The one attractive thing we loose by creating 60meg
PDF files is the
ability to browse pages without downloading the entire thing....
Or am I missing something in Acrobat that will pull pages on demand
from a table of contents?
If you "optimize" the PDF using Acrobat Exchange 3.0 or newer, and your
web server supports HTTP 1.1 byte-serving, and the user has the Acrobat
Reader plug-in for the browser, you do get page-at-a-time browsing.
I've considered writing a CGI script for my server to construct
PDF files of page ranges of documents on-the-fly. But so far I haven't
convinced myself that it's worth the trouble.
What scanner are you using? Your scans look pretty
good.
I'm using an HP ScanJet 3c. Your 4c is the same scanner with different
bundled software). A 6100c is an improved version of the same thing.

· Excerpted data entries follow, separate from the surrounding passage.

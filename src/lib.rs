pub mod app;
pub mod cli;
pub mod config;
pub mod dashboard;
pub mod export;
pub mod filter;
pub mod pager;
pub mod record;
pub mod session;
pub mod store;
pub mod view;

#[cfg(test)]
mod tests;
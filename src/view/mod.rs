use colored::Colorize;
use serde::Serialize;

use crate::session::SessionState;

#[derive(Clone, Copy, Debug, PartialEq, Eq)]
pub enum OutputFormat {
    Table,
    Json,
}

impl OutputFormat {
    pub fn parse(value: &str) -> Option<Self> {
        match value.trim().to_lowercase().as_str() {
            "table" | "text" | "txt" => Some(Self::Table),
            "json" => Some(Self::Json),
            _ => None,
        }
    }
}

#[derive(Clone, Debug, PartialEq, Eq, Serialize)]
pub struct RowView {
    pub id: String,
    pub mobile: String,
    pub amount: String,
    pub bank: String,
    pub pin: String,
}

/// Everything the presentation layer needs to draw one page.
#[derive(Clone, Debug, PartialEq, Eq, Serialize)]
pub struct DisplayModel {
    pub total_submissions: usize,
    pub rows: Vec<RowView>,
    pub empty: bool,
    pub page: usize,
    pub total_pages: usize,
    pub page_label: String,
    pub prev_enabled: bool,
    pub next_enabled: bool,
    #[serde(skip_serializing_if = "Option::is_none")]
    pub search_summary: Option<String>,
}

pub fn search_summary(state: &SessionState) -> Option<String> {
    if state.term().is_empty() {
        return None;
    }
    Some(format!(
        "Found {} results for \"{}\"",
        state.filtered().len(),
        state.term()
    ))
}

pub fn project(state: &SessionState) -> DisplayModel {
    let pager = state.pager();
    let page = state.page();
    let total_pages = pager.total_pages();
    let rows = state
        .visible()
        .iter()
        .map(|r| RowView {
            id: r.id.clone(),
            mobile: r.mobile.clone(),
            amount: format!("₹{}", r.amount),
            bank: r.bank.clone(),
            pin: r.pin.clone(),
        })
        .collect();

    DisplayModel {
        total_submissions: state.all().len(),
        rows,
        empty: state.filtered().is_empty(),
        page,
        total_pages,
        page_label: format!("Page {page} of {total_pages}"),
        prev_enabled: pager.has_prev(page),
        next_enabled: pager.has_next(page),
        search_summary: search_summary(state),
    }
}

const HEADERS: [&str; 5] = ["Mobile Number", "Amount", "Bank", "UPI Pin", "Delete (id)"];

fn pad(value: &str, width: usize) -> String {
    let len = value.chars().count();
    if len >= width {
        value.to_string()
    } else {
        format!("{value}{}", " ".repeat(width - len))
    }
}

/// Draws the model as a terminal table. Styling follows the global
/// `colored` override, so `--no-color` output is plain text.
pub fn render_table(model: &DisplayModel) -> String {
    let mut out = String::new();
    out.push_str(&format!(
        ":: {:<10}: {}\n",
        "Total",
        model.total_submissions.to_string().as_str().bold()
    ));
    if let Some(summary) = model.search_summary.as_deref() {
        out.push_str(&format!(":: {:<10}: {}\n", "Search", summary.dimmed()));
    }
    out.push('\n');

    if model.empty {
        out.push_str(&format!("{}\n\n", "No user submissions found.".yellow()));
    } else {
        let mut widths: Vec<usize> = HEADERS.iter().map(|h| h.chars().count()).collect();
        for row in &model.rows {
            let cells = [&row.mobile, &row.amount, &row.bank, &row.pin, &row.id];
            for (w, cell) in widths.iter_mut().zip(cells) {
                *w = (*w).max(cell.chars().count());
            }
        }

        let header = HEADERS
            .iter()
            .zip(&widths)
            .map(|(h, w)| pad(h, *w))
            .collect::<Vec<_>>()
            .join("  ");
        out.push_str(&format!("{}\n", header.as_str().bold().white()));
        let rule = widths
            .iter()
            .map(|w| "-".repeat(*w))
            .collect::<Vec<_>>()
            .join("  ");
        out.push_str(&format!("{}\n", rule.as_str().dimmed()));

        for row in &model.rows {
            out.push_str(&format!(
                "{}  {}  {}  {}  {}\n",
                pad(&row.mobile, widths[0]),
                pad(&row.amount, widths[1]).as_str().green(),
                pad(&row.bank, widths[2]).as_str().blue(),
                pad(&row.pin, widths[3]).as_str().bold(),
                pad(&row.id, widths[4]).as_str().red(),
            ));
        }
        out.push('\n');
    }

    let prev = if model.prev_enabled {
        "[prev]".bold().to_string()
    } else {
        "[prev]".dimmed().to_string()
    };
    let next = if model.next_enabled {
        "[next]".bold().to_string()
    } else {
        "[next]".dimmed().to_string()
    };
    out.push_str(&format!("{prev}  {}  {next}\n", model.page_label));
    out
}

pub fn render_json(model: &DisplayModel) -> Vec<u8> {
    serde_json::to_vec_pretty(model).unwrap_or_else(|_| b"{}\n".to_vec())
}
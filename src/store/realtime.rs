use std::time::Duration;

use async_trait::async_trait;
use reqwest::{Method, RequestBuilder, Url};
use serde_json::Value;

use super::{validate_key, RecordStore, StoreError};
use crate::record::{records_from_snapshot, sort_newest_first, SubmissionRecord};

const USER_AGENT: &str = concat!("subadmin/", env!("CARGO_PKG_VERSION"));

#[derive(Clone, Debug)]
pub struct RealtimeDbOptions {
    pub database_url: String,
    pub collection: String,
    pub auth_token: Option<String>,
    pub timeout_seconds: usize,
    pub proxy: Option<String>,
}

impl Default for RealtimeDbOptions {
    fn default() -> Self {
        Self {
            database_url: String::new(),
            collection: "users".to_string(),
            auth_token: None,
            timeout_seconds: 10,
            proxy: None,
        }
    }
}

/// Realtime database collection reached through its REST interface.
///
/// Paths map to `<database_url>/<collection>[/<id>].json` with every segment
/// percent-encoded; an access token, when set, is passed as the `auth` query
/// parameter.
#[derive(Clone, Debug)]
pub struct RealtimeDbStore {
    base_url: Url,
    collection: String,
    auth_token: Option<String>,
    client: reqwest::Client,
}

impl RealtimeDbStore {
    pub fn new(options: RealtimeDbOptions) -> Result<Self, StoreError> {
        let raw = options.database_url.trim().trim_end_matches('/');
        let base_url = Url::parse(raw).map_err(|e| StoreError::ClientSetup {
            reason: format!("invalid database url '{raw}': {e}"),
        })?;
        if base_url.scheme() != "https" && base_url.scheme() != "http" {
            return Err(StoreError::ClientSetup {
                reason: format!("database url must be http(s), got '{}'", base_url.scheme()),
            });
        }
        if base_url.query().is_some() || base_url.fragment().is_some() {
            return Err(StoreError::ClientSetup {
                reason: format!("database url '{raw}' must not carry a query or fragment"),
            });
        }

        let collection = options.collection.trim().trim_matches('/').to_string();
        if collection.is_empty() {
            return Err(StoreError::ClientSetup {
                reason: "collection name is empty".to_string(),
            });
        }

        let client = build_client(options.proxy.as_deref(), options.timeout_seconds)?;
        let auth_token = options.auth_token.filter(|t| !t.trim().is_empty());

        Ok(Self {
            base_url,
            collection,
            auth_token,
            client,
        })
    }

    pub fn collection_url(&self) -> Url {
        self.url_for(&[format!("{}.json", self.collection).as_str()])
    }

    pub fn record_url(&self, id: &str) -> Url {
        self.url_for(&[self.collection.as_str(), format!("{id}.json").as_str()])
    }

    /// Appends each segment escaped, so `%`, `?` and spaces stay part of the key.
    fn url_for(&self, segments: &[&str]) -> Url {
        let mut url = self.base_url.clone();
        if let Ok(mut path) = url.path_segments_mut() {
            path.pop_if_empty().extend(segments);
        }
        url
    }

    fn request(&self, method: Method, url: Url) -> RequestBuilder {
        tracing::debug!(%method, path = url.path(), "store request");
        let req = self.client.request(method, url);
        match self.auth_token.as_deref() {
            Some(token) => req.query(&[("auth", token)]),
            None => req,
        }
    }

    async fn send_json(&self, req: RequestBuilder) -> Result<Value, StoreError> {
        let resp = req.send().await.map_err(|e| StoreError::Unavailable {
            reason: e.to_string(),
        })?;
        let status = resp.status();
        let body = resp.text().await.map_err(|e| StoreError::Unavailable {
            reason: format!("failed to read response body: {e}"),
        })?;
        if !status.is_success() {
            return Err(StoreError::Unavailable {
                reason: format!("server returned {}: {}", status, body.trim()),
            });
        }
        decode_body(&body)
    }
}

fn build_client(
    proxy: Option<&str>,
    timeout_seconds: usize,
) -> Result<reqwest::Client, StoreError> {
    let mut headers = reqwest::header::HeaderMap::new();
    headers.insert(
        reqwest::header::USER_AGENT,
        reqwest::header::HeaderValue::from_static(USER_AGENT),
    );

    let timeout = Duration::from_secs(timeout_seconds.try_into().unwrap_or(10));
    let mut builder = reqwest::Client::builder()
        .default_headers(headers)
        .timeout(timeout);

    if let Some(proxy) = proxy.filter(|p| !p.trim().is_empty()) {
        let proxy = reqwest::Proxy::all(proxy).map_err(|e| StoreError::ClientSetup {
            reason: format!("failed to setup proxy: {proxy}: {e}"),
        })?;
        builder = builder.proxy(proxy);
    }

    builder.build().map_err(|e| StoreError::ClientSetup {
        reason: format!("failed to build HTTP client: {e}"),
    })
}

fn decode_body(body: &str) -> Result<Value, StoreError> {
    if body.trim().is_empty() {
        return Ok(Value::Null);
    }
    serde_json::from_str(body).map_err(|source| StoreError::MalformedSnapshot { source })
}

#[async_trait]
impl RecordStore for RealtimeDbStore {
    async fn fetch_all(&self) -> Result<Vec<SubmissionRecord>, StoreError> {
        let snapshot = self
            .send_json(self.request(Method::GET, self.collection_url()))
            .await?;
        let mut records = records_from_snapshot(&snapshot);
        sort_newest_first(&mut records);
        tracing::info!(count = records.len(), collection = %self.collection, "fetched submissions");
        Ok(records)
    }

    async fn delete_one(&self, id: &str) -> Result<(), StoreError> {
        validate_key(id)?;
        let url = self.record_url(id);

        let existing = self
            .send_json(self.request(Method::GET, url.clone()).query(&[("shallow", "true")]))
            .await?;
        if existing.is_null() {
            return Err(StoreError::NotFound { id: id.to_string() });
        }

        self.send_json(self.request(Method::DELETE, url)).await?;
        tracing::info!(id, collection = %self.collection, "deleted submission");
        Ok(())
    }

    async fn delete_all(&self) -> Result<(), StoreError> {
        self.send_json(self.request(Method::DELETE, self.collection_url()))
            .await?;
        tracing::info!(collection = %self.collection, "cleared all submissions");
        Ok(())
    }
}
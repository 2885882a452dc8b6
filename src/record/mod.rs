use std::cmp::Reverse;

use chrono::{DateTime, NaiveDate, NaiveDateTime, TimeZone, Utc};
use serde::Serialize;
use serde_json::{Map, Value};

/// One submission row as stored under the collection, keyed by `id`.
#[derive(Clone, Debug, Default, PartialEq, Eq, Serialize)]
pub struct SubmissionRecord {
    pub id: String,
    pub mobile: String,
    pub amount: String,
    pub bank: String,
    pub pin: String,
    pub timestamp: String,
}

impl SubmissionRecord {
    pub fn new(
        id: impl Into<String>,
        mobile: impl Into<String>,
        amount: impl Into<String>,
        bank: impl Into<String>,
        pin: impl Into<String>,
        timestamp: impl Into<String>,
    ) -> Self {
        Self {
            id: id.into(),
            mobile: mobile.into(),
            amount: amount.into(),
            bank: bank.into(),
            pin: pin.into(),
            timestamp: timestamp.into(),
        }
    }

    /// Builds a record from one child of a collection snapshot.
    ///
    /// Returns `None` when the child is not a JSON object. Scalar fields are
    /// taken in their textual form, and missing or null fields become empty.
    pub fn from_snapshot_entry(id: &str, value: &Value) -> Option<Self> {
        let obj = value.as_object()?;
        Some(Self {
            id: id.to_string(),
            mobile: field_text(obj, "mobile"),
            amount: field_text(obj, "amount"),
            bank: field_text(obj, "bank"),
            pin: field_text(obj, "pin"),
            timestamp: field_text(obj, "timestamp"),
        })
    }

    pub fn instant(&self) -> Option<DateTime<Utc>> {
        parse_timestamp(&self.timestamp)
    }
}

fn field_text(obj: &Map<String, Value>, key: &str) -> String {
    match obj.get(key) {
        Some(Value::String(s)) => s.clone(),
        Some(Value::Number(n)) => n.to_string(),
        Some(Value::Bool(b)) => b.to_string(),
        _ => String::new(),
    }
}

/// Parses a stored timestamp into a UTC instant.
///
/// Accepts RFC 3339 strings, naive `YYYY-MM-DD[ T]HH:MM:SS[.fff]` and bare
/// dates (read as UTC), a bare four-digit year (January 1st, UTC), and
/// integer or float epoch milliseconds.
pub fn parse_timestamp(raw: &str) -> Option<DateTime<Utc>> {
    let raw = raw.trim();
    if raw.is_empty() {
        return None;
    }
    if let Ok(dt) = DateTime::parse_from_rfc3339(raw) {
        return Some(dt.with_timezone(&Utc));
    }
    if raw.len() == 4 && raw.bytes().all(|b| b.is_ascii_digit()) {
        return raw
            .parse::<i32>()
            .ok()
            .and_then(|year| NaiveDate::from_ymd_opt(year, 1, 1))
            .and_then(|d| d.and_hms_opt(0, 0, 0))
            .map(|naive| Utc.from_utc_datetime(&naive));
    }
    if let Ok(ms) = raw.parse::<i64>() {
        return Utc.timestamp_millis_opt(ms).single();
    }
    if let Ok(ms) = raw.parse::<f64>() {
        if ms.is_finite() {
            return Utc.timestamp_millis_opt(ms.trunc() as i64).single();
        }
        return None;
    }
    for fmt in [
        "%Y-%m-%dT%H:%M:%S%.f",
        "%Y-%m-%dT%H:%M:%S",
        "%Y-%m-%d %H:%M:%S%.f",
        "%Y-%m-%d %H:%M:%S",
    ] {
        if let Ok(naive) = NaiveDateTime::parse_from_str(raw, fmt) {
            return Some(Utc.from_utc_datetime(&naive));
        }
    }
    NaiveDate::parse_from_str(raw, "%Y-%m-%d")
        .ok()
        .and_then(|d| d.and_hms_opt(0, 0, 0))
        .map(|naive| Utc.from_utc_datetime(&naive))
}

/// Orders records newest first. Undated records go last; ties keep their
/// incoming order.
pub fn sort_newest_first(records: &mut [SubmissionRecord]) {
    records.sort_by_cached_key(|r| {
        let instant = r.instant();
        (instant.is_none(), Reverse(instant))
    });
}

/// Decodes a full collection snapshot (`null` or an object keyed by id).
///
/// Children that are not objects are skipped with a warning.
pub fn records_from_snapshot(snapshot: &Value) -> Vec<SubmissionRecord> {
    let Some(children) = snapshot.as_object() else {
        if !snapshot.is_null() {
            tracing::warn!("collection snapshot is not an object, treating as empty");
        }
        return Vec::new();
    };
    let mut out = Vec::with_capacity(children.len());
    for (id, child) in children {
        match SubmissionRecord::from_snapshot_entry(id, child) {
            Some(record) => out.push(record),
            None => tracing::warn!(id = %id, "skipping snapshot child that is not an object"),
        }
    }
    out
}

But the newer HP scanners (6200c, 6250c) are a step backwards, at least
in terms of the quality of the sheet feeder.
For text and line art, make sure you use the "HP AccuPage" feature
(automatic thresholding). It does a much better job than the fixed
thresholding, or any of the software-based automatic thresholding that
I've found.
Did you do that 500+ page manual by hand or with the
sheet feeder? :-)
The Processor Reference Manual was done by hand. Actually, I guess I
don't have any of the ones I've done with the ADF on the web page yet,
although I've sent some HP calculator-related scans to Dave Hicks for
the next edition of his Museum of HP Calculators CD-ROM set.
I'm slowly working on scanning the entire set of TOPS-10 Software Notebooks.
Right now I have a stock HP Scanjet 4C, but am
considering investing
in a ledger-size scanner with a decent sheet feeder so I can archive
not only my manuals, but my printsets as well.
There are inexpensive scanners with ADF, and there are inexpensive B-size
scanners. But there aren't inexpensive B-size scanners with ADF. :-(
I keep hoping that HP will introduce one. And it would be especially
nice if it was designed for heavy usage, had a high-capacity ADF comparable
to a high-end copier, and a 100-base-T network interface.